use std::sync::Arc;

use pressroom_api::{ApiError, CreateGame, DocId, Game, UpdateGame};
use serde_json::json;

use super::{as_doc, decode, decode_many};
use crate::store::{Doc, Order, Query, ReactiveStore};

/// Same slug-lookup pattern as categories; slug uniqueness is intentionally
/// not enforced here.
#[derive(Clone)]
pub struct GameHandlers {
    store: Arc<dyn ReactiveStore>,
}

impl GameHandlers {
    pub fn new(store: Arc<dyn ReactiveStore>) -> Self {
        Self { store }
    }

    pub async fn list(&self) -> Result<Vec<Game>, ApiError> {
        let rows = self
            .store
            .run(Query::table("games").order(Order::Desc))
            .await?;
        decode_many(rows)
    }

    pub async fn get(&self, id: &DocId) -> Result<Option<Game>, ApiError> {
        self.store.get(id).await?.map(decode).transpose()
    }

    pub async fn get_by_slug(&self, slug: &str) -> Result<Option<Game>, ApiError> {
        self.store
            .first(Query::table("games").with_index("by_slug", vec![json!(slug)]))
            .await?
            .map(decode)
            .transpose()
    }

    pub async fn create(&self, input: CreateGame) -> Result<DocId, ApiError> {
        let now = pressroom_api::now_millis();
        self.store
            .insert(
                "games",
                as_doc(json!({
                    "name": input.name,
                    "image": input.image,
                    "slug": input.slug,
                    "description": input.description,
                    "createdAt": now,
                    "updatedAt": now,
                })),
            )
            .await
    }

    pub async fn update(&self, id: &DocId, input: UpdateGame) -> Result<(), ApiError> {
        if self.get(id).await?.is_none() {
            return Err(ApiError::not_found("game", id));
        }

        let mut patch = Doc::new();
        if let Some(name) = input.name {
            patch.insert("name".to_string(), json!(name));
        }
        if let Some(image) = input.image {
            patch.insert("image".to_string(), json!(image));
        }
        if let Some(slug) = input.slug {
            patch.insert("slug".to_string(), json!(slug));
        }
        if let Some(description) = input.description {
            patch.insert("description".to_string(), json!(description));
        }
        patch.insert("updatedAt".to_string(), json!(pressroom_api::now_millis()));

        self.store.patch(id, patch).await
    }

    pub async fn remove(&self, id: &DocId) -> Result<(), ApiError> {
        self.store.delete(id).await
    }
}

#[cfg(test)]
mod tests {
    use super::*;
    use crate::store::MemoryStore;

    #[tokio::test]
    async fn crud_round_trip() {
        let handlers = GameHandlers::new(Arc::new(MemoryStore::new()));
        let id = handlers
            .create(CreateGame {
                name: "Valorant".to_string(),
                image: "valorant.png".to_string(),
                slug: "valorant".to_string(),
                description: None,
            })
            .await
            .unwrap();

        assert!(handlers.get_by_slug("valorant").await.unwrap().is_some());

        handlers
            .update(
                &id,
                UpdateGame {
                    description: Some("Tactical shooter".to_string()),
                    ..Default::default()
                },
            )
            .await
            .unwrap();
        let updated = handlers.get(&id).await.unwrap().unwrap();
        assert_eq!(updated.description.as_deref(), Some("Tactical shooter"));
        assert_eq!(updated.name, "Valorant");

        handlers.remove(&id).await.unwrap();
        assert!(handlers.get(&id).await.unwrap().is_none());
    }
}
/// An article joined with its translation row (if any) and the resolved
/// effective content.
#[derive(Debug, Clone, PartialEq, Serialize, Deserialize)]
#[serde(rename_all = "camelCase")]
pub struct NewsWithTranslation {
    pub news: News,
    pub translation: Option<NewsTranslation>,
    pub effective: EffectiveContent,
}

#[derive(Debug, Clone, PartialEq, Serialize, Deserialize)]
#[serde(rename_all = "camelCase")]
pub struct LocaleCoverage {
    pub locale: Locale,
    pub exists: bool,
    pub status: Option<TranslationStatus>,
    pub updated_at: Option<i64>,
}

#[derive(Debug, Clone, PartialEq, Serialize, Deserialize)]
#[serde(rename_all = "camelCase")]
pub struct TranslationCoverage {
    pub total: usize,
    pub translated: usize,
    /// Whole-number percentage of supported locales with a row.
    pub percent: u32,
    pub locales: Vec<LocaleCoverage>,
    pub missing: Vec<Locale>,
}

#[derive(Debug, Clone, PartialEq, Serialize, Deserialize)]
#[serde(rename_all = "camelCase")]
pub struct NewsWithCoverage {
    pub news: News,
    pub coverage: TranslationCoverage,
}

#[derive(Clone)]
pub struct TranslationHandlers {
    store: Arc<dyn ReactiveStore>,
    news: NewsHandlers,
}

§ §

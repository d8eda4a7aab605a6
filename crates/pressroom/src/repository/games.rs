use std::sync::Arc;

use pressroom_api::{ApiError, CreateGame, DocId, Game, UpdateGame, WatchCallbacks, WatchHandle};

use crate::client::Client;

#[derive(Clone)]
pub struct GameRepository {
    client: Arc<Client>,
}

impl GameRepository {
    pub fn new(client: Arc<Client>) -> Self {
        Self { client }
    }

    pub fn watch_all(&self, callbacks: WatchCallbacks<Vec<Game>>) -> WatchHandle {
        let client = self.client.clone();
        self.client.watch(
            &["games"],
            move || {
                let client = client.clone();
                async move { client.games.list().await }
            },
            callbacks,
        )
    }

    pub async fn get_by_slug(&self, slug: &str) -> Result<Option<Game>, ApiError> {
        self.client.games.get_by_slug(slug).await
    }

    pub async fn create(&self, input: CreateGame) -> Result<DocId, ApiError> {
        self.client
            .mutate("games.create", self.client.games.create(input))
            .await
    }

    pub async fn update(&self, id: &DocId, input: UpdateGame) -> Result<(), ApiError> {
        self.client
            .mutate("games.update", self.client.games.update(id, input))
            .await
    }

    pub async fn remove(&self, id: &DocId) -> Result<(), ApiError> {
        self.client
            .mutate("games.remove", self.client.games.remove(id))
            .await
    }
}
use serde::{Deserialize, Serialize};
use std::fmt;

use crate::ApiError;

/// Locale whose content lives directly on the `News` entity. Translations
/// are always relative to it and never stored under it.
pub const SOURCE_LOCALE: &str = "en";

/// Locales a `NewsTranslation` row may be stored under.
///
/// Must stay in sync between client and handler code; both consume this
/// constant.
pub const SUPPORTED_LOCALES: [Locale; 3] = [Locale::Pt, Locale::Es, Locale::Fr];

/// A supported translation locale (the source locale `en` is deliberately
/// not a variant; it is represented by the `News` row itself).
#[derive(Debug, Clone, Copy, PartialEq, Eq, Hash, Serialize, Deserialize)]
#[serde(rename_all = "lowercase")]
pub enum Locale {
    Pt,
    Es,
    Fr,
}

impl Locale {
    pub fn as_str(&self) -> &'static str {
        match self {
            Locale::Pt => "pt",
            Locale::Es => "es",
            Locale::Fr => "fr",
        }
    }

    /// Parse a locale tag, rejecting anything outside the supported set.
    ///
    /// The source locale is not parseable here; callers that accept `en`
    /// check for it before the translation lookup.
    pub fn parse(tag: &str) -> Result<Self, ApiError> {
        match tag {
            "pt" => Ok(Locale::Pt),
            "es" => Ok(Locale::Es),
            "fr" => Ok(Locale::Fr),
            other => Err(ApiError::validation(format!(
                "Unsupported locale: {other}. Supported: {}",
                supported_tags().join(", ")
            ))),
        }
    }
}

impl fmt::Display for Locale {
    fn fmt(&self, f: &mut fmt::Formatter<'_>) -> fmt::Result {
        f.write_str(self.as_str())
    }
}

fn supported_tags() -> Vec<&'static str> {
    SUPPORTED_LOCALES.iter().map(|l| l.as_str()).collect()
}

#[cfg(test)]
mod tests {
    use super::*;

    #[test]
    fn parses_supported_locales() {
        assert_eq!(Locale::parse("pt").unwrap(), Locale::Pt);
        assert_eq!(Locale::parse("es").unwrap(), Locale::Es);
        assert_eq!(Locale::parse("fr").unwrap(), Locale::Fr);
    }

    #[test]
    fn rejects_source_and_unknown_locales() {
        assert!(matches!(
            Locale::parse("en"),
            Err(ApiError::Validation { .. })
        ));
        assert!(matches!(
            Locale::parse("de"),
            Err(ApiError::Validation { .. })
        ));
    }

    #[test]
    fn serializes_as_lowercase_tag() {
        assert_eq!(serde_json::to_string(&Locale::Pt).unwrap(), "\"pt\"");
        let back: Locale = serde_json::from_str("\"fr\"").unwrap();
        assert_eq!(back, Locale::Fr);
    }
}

§ §

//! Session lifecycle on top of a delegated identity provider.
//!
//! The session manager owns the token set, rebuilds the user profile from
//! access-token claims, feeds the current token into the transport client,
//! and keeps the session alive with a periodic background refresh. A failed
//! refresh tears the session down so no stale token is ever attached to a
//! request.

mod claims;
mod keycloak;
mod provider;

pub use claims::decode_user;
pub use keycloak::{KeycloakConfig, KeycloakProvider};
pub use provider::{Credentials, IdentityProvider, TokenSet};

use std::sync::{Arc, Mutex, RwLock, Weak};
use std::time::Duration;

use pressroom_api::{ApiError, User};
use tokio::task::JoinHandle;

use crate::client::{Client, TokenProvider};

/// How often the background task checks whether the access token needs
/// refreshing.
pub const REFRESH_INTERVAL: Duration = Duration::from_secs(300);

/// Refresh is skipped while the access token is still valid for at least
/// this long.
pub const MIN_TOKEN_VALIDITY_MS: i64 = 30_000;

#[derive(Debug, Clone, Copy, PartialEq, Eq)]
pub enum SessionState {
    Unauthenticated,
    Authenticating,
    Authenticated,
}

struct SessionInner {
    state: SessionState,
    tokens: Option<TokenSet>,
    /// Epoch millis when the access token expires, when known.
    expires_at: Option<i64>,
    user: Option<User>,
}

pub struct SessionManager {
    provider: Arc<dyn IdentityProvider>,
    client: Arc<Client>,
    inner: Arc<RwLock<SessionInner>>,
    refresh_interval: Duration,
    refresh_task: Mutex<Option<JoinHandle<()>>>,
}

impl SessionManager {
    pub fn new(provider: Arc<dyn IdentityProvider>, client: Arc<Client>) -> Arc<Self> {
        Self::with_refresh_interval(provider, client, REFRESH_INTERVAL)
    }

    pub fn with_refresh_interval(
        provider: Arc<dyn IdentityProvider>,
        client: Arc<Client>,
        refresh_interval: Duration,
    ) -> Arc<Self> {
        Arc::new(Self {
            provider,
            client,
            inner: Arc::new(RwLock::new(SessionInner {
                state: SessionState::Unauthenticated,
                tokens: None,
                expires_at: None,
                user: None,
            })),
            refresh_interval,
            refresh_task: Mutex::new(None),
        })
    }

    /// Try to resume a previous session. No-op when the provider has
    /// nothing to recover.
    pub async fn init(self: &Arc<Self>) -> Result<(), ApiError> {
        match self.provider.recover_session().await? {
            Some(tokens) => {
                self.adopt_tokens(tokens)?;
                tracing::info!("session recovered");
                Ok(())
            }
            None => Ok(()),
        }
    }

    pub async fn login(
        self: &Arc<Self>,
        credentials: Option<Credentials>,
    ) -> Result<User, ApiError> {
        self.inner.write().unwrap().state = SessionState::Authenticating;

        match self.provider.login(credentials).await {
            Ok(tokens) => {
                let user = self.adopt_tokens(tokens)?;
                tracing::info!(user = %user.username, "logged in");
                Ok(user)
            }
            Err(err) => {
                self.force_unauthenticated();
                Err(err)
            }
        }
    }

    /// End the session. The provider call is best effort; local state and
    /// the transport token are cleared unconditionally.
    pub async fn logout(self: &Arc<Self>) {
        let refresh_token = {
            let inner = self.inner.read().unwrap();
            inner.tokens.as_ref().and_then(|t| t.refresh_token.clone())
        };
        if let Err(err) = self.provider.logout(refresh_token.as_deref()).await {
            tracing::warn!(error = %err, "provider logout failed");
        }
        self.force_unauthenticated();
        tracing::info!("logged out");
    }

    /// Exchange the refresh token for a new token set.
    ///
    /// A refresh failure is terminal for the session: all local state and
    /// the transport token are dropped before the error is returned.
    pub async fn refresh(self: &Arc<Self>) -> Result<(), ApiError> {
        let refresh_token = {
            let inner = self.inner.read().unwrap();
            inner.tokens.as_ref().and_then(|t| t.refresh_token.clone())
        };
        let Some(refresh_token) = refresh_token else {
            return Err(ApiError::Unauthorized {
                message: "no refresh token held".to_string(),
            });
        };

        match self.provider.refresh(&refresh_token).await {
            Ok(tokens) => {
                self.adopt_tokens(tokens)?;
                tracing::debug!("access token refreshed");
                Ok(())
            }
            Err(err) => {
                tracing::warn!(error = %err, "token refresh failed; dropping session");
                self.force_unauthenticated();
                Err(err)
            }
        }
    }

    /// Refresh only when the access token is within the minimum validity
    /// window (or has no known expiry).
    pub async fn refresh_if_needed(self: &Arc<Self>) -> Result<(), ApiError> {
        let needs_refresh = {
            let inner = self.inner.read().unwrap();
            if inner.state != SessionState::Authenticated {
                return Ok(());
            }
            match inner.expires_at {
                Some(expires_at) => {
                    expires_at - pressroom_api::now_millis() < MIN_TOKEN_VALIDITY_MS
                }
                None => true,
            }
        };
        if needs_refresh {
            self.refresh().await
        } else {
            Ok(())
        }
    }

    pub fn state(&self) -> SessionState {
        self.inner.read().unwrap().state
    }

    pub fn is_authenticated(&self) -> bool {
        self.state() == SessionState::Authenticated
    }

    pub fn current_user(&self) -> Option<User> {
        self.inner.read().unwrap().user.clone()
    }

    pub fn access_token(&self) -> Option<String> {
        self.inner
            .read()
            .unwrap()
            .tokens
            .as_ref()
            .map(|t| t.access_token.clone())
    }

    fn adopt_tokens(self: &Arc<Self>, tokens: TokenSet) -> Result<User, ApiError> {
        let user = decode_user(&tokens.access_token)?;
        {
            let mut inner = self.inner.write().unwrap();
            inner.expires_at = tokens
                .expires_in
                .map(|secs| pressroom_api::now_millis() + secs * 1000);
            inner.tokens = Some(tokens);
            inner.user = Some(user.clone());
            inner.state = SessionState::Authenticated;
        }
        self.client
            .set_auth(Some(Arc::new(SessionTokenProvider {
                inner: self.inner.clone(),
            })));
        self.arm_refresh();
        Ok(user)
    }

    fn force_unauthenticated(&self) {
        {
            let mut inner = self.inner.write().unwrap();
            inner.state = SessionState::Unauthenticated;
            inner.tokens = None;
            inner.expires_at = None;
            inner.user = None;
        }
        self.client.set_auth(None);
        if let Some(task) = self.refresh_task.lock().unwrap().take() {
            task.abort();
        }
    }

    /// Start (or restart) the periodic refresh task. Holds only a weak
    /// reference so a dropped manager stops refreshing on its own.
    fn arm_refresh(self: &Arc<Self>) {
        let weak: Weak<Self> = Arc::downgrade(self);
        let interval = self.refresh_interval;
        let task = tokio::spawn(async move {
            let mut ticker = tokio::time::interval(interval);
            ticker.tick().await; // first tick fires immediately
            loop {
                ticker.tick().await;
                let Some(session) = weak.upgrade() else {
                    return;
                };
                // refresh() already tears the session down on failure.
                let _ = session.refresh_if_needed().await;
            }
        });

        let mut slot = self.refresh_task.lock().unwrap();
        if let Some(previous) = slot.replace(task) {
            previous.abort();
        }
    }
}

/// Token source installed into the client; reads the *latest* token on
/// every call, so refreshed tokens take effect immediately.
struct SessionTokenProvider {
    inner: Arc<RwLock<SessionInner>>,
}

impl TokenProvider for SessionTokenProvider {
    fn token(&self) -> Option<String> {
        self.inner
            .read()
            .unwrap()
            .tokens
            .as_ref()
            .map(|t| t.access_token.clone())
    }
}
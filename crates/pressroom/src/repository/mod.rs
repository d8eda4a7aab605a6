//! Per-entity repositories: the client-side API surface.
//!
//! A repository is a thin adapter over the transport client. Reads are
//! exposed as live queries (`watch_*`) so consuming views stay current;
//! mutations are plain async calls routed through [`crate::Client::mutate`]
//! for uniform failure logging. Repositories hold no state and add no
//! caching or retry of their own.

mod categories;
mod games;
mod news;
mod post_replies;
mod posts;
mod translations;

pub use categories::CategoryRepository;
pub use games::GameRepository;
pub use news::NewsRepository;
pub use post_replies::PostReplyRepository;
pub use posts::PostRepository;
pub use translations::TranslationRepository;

§ §

§ **Exercise brief**:
For each line in the records that contains the word "image", make a copy.

§ **Solution to the exercise**:
                    "image": input.image,
        if let Some(image) = input.image {
            patch.insert("image".to_string(), json!(image));
                image: "valorant.png".to_string(),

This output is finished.